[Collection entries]

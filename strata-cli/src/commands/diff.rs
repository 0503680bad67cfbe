//! `strata diff` command - Compare a database with a schema file.

use std::path::Path;

use strata_migrate::{SchemaRow, diff_schema, load_schema, schema_digest};
use strata_sqlite::Context;

use crate::cli::DiffArgs;
use crate::commands::{open_database, read_sql};
use crate::config::Config;
use crate::error::{CliError, CliResult};

/// Run the diff command
pub async fn run(args: DiffArgs, config: &Config, cwd: &Path) -> CliResult<()> {
    let reader = config.migration_config().catalog_reader();
    let sql = read_sql(cwd, &args.schema)?;
    let want = load_schema(&reader, &sql, &Context::background())?;

    let conn = open_database(&args.database, config, true).await?;
    let got: Vec<SchemaRow> = conn.call(move |c| reader.read(c)).await??;
    conn.close().await?;

    let db = schema_digest(&got)?;
    let target = schema_digest(&want)?;
    let diff = diff_schema(&got, &want);

    if args.rule {
        if db == target {
            return Err(CliError::Command(
                "database already matches the schema, no rule needed".to_string(),
            ));
        }
        print!("{}", rule_stub(&db, &target, &diff));
        return Ok(());
    }

    println!("db:  {}", db);
    println!("sql: {}", target);
    if db == target {
        return Ok(());
    }
    println!("{}", diff.trim_end());
    Err(CliError::Mismatch("database does not match the schema".to_string()))
}

/// Render a Rust update rule with the diff as comments in its body.
pub fn rule_stub(source: &str, target: &str, diff: &str) -> String {
    let mut out = String::new();
    out.push_str("UpdateRule::from_fn(\n");
    out.push_str(&format!("    \"{}\",\n", source));
    out.push_str(&format!("    \"{}\",\n", target));
    out.push_str("    |ctx, tx| {\n");
    for line in diff.trim().lines() {
        if line.is_empty() {
            out.push_str("        //\n");
        } else {
            out.push_str(&format!("        // {}\n", line));
        }
    }
    out.push_str("        todo!()\n");
    out.push_str("    },\n");
    out.push_str("),\n");
    out
}
//! `strata digest` command - Print a schema digest.

use std::path::Path;

use strata_migrate::{db_digest_with, sql_digest_with};
use strata_sqlite::Context;

use crate::cli::DigestArgs;
use crate::commands::{is_sql_file, open_database, read_sql};
use crate::config::Config;
use crate::error::{CliError, CliResult};

/// Run the digest command
pub async fn run(args: DigestArgs, config: &Config, cwd: &Path) -> CliResult<()> {
    let target = args
        .path
        .or_else(|| config.database.url.clone())
        .ok_or_else(|| {
            CliError::Command("no path given and no [database] url configured".to_string())
        })?;
    let reader = config.migration_config().catalog_reader();

    if args.sql || is_sql_file(&target) {
        let sql = read_sql(cwd, Path::new(&target))?;
        let digest = sql_digest_with(&sql, &reader, &Context::background())?;
        println!("sql: {}", digest);
        return Ok(());
    }

    let conn = open_database(&target, config, true).await?;
    let digest = conn.call(move |c| db_digest_with(c, &reader, &Context::background())).await??;
    conn.close().await?;
    println!("db:  {}", digest);
    Ok(())
}
//! # Strata
//!
//! Schema version control for SQLite.
//!
//! Strata provides:
//! - Content fingerprints of a database schema, independent of how it was built
//! - Readable diffs between a live database and the schema it should have
//! - Update rules keyed by fingerprint, applied and confirmed in one transaction
//! - A history table that records every version a database has been at
//!
//! ## Quick Start
//!
//! ```rust,ignore
//! use strata::prelude::*;
//!
//! const SCHEMA: &str = "
//!     CREATE TABLE users (id INTEGER PRIMARY KEY, name TEXT NOT NULL, email TEXT);
//! ";
//!
//! fn main() -> Result<(), Box<dyn std::error::Error>> {
//!     let schema = Schema::new(SCHEMA).with_update(UpdateRule::new(
//!         "5e2d…",
//!         "a0c7…",
//!         exec(["ALTER TABLE users ADD COLUMN email TEXT"]),
//!     ));
//!
//!     let conn = open(&SqliteConfig::file("app.db"))?;
//!     let report = MigrationEngine::default().apply(&schema, &conn, &Context::background())?;
//!     println!("{}", report.summary());
//!     Ok(())
//! }
//! ```

#![cfg_attr(docsrs, feature(doc_cfg))]
#![deny(missing_docs)]
#![deny(rustdoc::broken_intra_doc_links)]

/// Fingerprinting, diffing, history and the migration engine.
pub mod migrate {
    pub use strata_migrate::*;
}

/// Connections, configuration and cancellation.
pub mod sqlite {
    pub use strata_sqlite::*;
}

/// Prelude module for convenient imports.
pub mod prelude {
    pub use crate::migrate::{
        ApplyOutcome, ApplyReport, MigrateResult, MigrationConfig, MigrationEngine, MigrationError,
        RuleContext, Schema, UpdateRule, db_digest, diff_schema, exec, no_action, read_schema,
        sql_digest, validate,
    };
    pub use crate::sqlite::{Context, SqliteConfig, SqliteConnection, open};
}

// Re-export key types at the crate root
pub use migrate::{MigrationEngine, MigrationError, Schema, UpdateRule};
pub use sqlite::{Context, SqliteError};
//! Schema definitions and their update rules.
//!
//! A [`Schema`] is the SQL text of the newest version plus an ordered list of
//! [`UpdateRule`]s. Each rule moves a database from one digest to the next;
//! the last rule must end at the digest of the current text.
//!
//! ```rust,ignore
//! let schema = Schema::new(CURRENT_SQL)
//!     .with_update(UpdateRule::new(V1, V2, exec(["ALTER TABLE t ADD COLUMN y INTEGER"])))
//!     .with_update(UpdateRule::new(V2, V3, no_action()));
//! schema.check()?;
//! ```

use std::fmt;
use std::sync::Arc;

use rusqlite::Transaction;
use strata_sqlite::Context;

use crate::catalog::CatalogReader;
use crate::digest::sql_digest_with;
use crate::error::{ConsistencyError, ConsistencyErrors, MigrateResult, MigrationError};
use crate::log::RuleContext;

/// The action of an update rule.
///
/// It runs inside the upgrade transaction and must leave the database at the
/// rule's target digest.
pub type ApplyFn =
    Arc<dyn Fn(&RuleContext<'_>, &Transaction<'_>) -> MigrateResult<()> + Send + Sync>;

/// One step from a source digest to a target digest.
#[derive(Clone)]
pub struct UpdateRule {
    /// Digest of the schema this rule starts from.
    pub source: String,
    /// Digest of the schema this rule produces.
    pub target: String,
    /// What to run.
    pub apply: Option<ApplyFn>,
}

impl UpdateRule {
    /// Create a rule from a prepared action such as [`exec`](crate::exec).
    pub fn new(source: impl Into<String>, target: impl Into<String>, apply: ApplyFn) -> Self {
        Self {
            source: source.into(),
            target: target.into(),
            apply: Some(apply),
        }
    }

    /// Create a rule from a closure.
    pub fn from_fn<F>(source: impl Into<String>, target: impl Into<String>, f: F) -> Self
    where
        F: Fn(&RuleContext<'_>, &Transaction<'_>) -> MigrateResult<()> + Send + Sync + 'static,
    {
        Self::new(source, target, Arc::new(f))
    }
}

impl fmt::Debug for UpdateRule {
    fn fmt(&self, f: &mut fmt::Formatter<'_>) -> fmt::Result {
        f.debug_struct("UpdateRule")
            .field("source", &self.source)
            .field("target", &self.target)
            .field("apply", &self.apply.as_ref().map(|_| "<fn>"))
            .finish()
    }
}

/// A schema definition: the current text and how to reach it.
#[derive(Debug, Clone, Default)]
pub struct Schema {
    /// SQL text of the newest schema version.
    pub current: String,
    /// Update rules, oldest first.
    pub updates: Vec<UpdateRule>,
}

impl Schema {
    /// Create a definition with no update rules.
    pub fn new(current: impl Into<String>) -> Self {
        Self {
            current: current.into(),
            updates: Vec::new(),
        }
    }

    /// Append an update rule.
    pub fn with_update(mut self, rule: UpdateRule) -> Self {
        self.updates.push(rule);
        self
    }

    /// Append several update rules.
    pub fn with_updates(mut self, rules: impl IntoIterator<Item = UpdateRule>) -> Self {
        self.updates.extend(rules);
        self
    }

    /// Fingerprint of the current text.
    pub fn current_digest(&self) -> MigrateResult<String> {
        sql_digest_with(&self.current, &CatalogReader::default(), &Context::background())
    }

    /// Position of the last rule whose source is `digest`.
    ///
    /// The last occurrence wins, so a chain that revisits a digest resumes
    /// from its latest visit.
    pub fn last_rule_from(&self, digest: &str) -> Option<usize> {
        self.updates.iter().rposition(|rule| rule.source == digest)
    }

    /// Check that the definition is self-consistent.
    ///
    /// Every problem is reported, not just the first.
    pub fn check(&self) -> MigrateResult<()> {
        check_with(self, &CatalogReader::default(), &Context::background()).map(|_| ())
    }
}

/// Check a definition and return the digest of its current text.
pub(crate) fn check_with(schema: &Schema, reader: &CatalogReader, ctx: &Context) -> MigrateResult<String> {
    if schema.current.trim().is_empty() {
        return Err(MigrationError::Inconsistent(ConsistencyErrors(vec![
            ConsistencyError::NoCurrent,
        ])));
    }

    let mut problems = Vec::new();
    let mut last = "";
    for (i, rule) in schema.updates.iter().enumerate() {
        let index = i + 1;
        if rule.source.is_empty() {
            problems.push(ConsistencyError::MissingSource(index));
        }
        if rule.target.is_empty() {
            problems.push(ConsistencyError::MissingTarget(index));
        }
        if rule.apply.is_none() {
            problems.push(ConsistencyError::MissingApply(index));
        }
        if !last.is_empty() && rule.source != last {
            problems.push(ConsistencyError::BrokenStitch {
                index,
                want: last.to_string(),
                got: rule.source.clone(),
            });
        }
        last = &rule.target;
    }

    let current = match sql_digest_with(&schema.current, reader, ctx) {
        Ok(digest) => Some(digest),
        Err(e) if e.is_cancellation() => return Err(e),
        Err(e) => {
            problems.push(ConsistencyError::InvalidCurrent(e.to_string()));
            None
        }
    };

    if let Some(current) = &current {
        if !last.is_empty() && last != current {
            problems.push(ConsistencyError::MissingTail {
                from: last.to_string(),
                to: current.clone(),
            });
        }
    }

    match current {
        Some(digest) if problems.is_empty() => Ok(digest),
        _ => Err(MigrationError::Inconsistent(ConsistencyErrors(problems))),
    }
}
//! `strata version` command - Display version information.

use strata_sqlite::rusqlite;

use crate::error::CliResult;
use crate::output::{self, kv};

/// Package version
const VERSION: &str = env!("CARGO_PKG_VERSION");

/// Package name
const NAME: &str = env!("CARGO_PKG_NAME");

/// Run the version command
pub async fn run() -> CliResult<()> {
    output::section("strata");

    kv("Version", VERSION);
    kv("Binary", NAME);

    #[cfg(debug_assertions)]
    let build_mode = "debug";
    #[cfg(not(debug_assertions))]
    let build_mode = "release";

    kv("Build", build_mode);
    kv("SQLite", rusqlite::version());

    output::newline();
    output::section("Components");
    kv("strata-sqlite", VERSION);
    kv("strata-migrate", VERSION);

    Ok(())
}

> Your objective
Repeat the records above line by line, from the first line through the line that contains "use crate::cli::DigestArgs;".

> Reply
filename strata-cli/src/commands/diff.rs
repository 0503680bad67cfbe
//! `strata diff` command - Compare a database with a schema file.

use std::path::Path;

use strata_migrate::{SchemaRow, diff_schema, load_schema, schema_digest};
use strata_sqlite::Context;

use crate::cli::DiffArgs;
use crate::commands::{open_database, read_sql};
use crate::config::Config;
use crate::error::{CliError, CliResult};

/// Run the diff command
pub async fn run(args: DiffArgs, config: &Config, cwd: &Path) -> CliResult<()> {
    let reader = config.migration_config().catalog_reader();
    let sql = read_sql(cwd, &args.schema)?;
    let want = load_schema(&reader, &sql, &Context::background())?;

    let conn = open_database(&args.database, config, true).await?;
    let got: Vec<SchemaRow> = conn.call(move |c| reader.read(c)).await??;
    conn.close().await?;

    let db = schema_digest(&got)?;
    let target = schema_digest(&want)?;
    let diff = diff_schema(&got, &want);

    if args.rule {
        if db == target {
            return Err(CliError::Command(
                "database already matches the schema, no rule needed".to_string(),
            ));
        }
        print!("{}", rule_stub(&db, &target, &diff));
        return Ok(());
    }

    println!("db:  {}", db);
    println!("sql: {}", target);
    if db == target {
        return Ok(());
    }
    println!("{}", diff.trim_end());
    Err(CliError::Mismatch("database does not match the schema".to_string()))
}

/// Render a Rust update rule with the diff as comments in its body.
pub fn rule_stub(source: &str, target: &str, diff: &str) -> String {
    let mut out = String::new();
    out.push_str("UpdateRule::from_fn(\n");
    out.push_str(&format!("    \"{}\",\n", source));
    out.push_str(&format!("    \"{}\",\n", target));
    out.push_str("    |ctx, tx| {\n");
    for line in diff.trim().lines() {
        if line.is_empty() {
            out.push_str("        //\n");
        } else {
            out.push_str(&format!("        // {}\n", line));
        }
    }
    out.push_str("        todo!()\n");
    out.push_str("    },\n");
    out.push_str("),\n");
    out
}
//! `strata digest` command - Print a schema digest.

use std::path::Path;

use strata_migrate::{db_digest_with, sql_digest_with};
use strata_sqlite::Context;

use crate::cli::DigestArgs;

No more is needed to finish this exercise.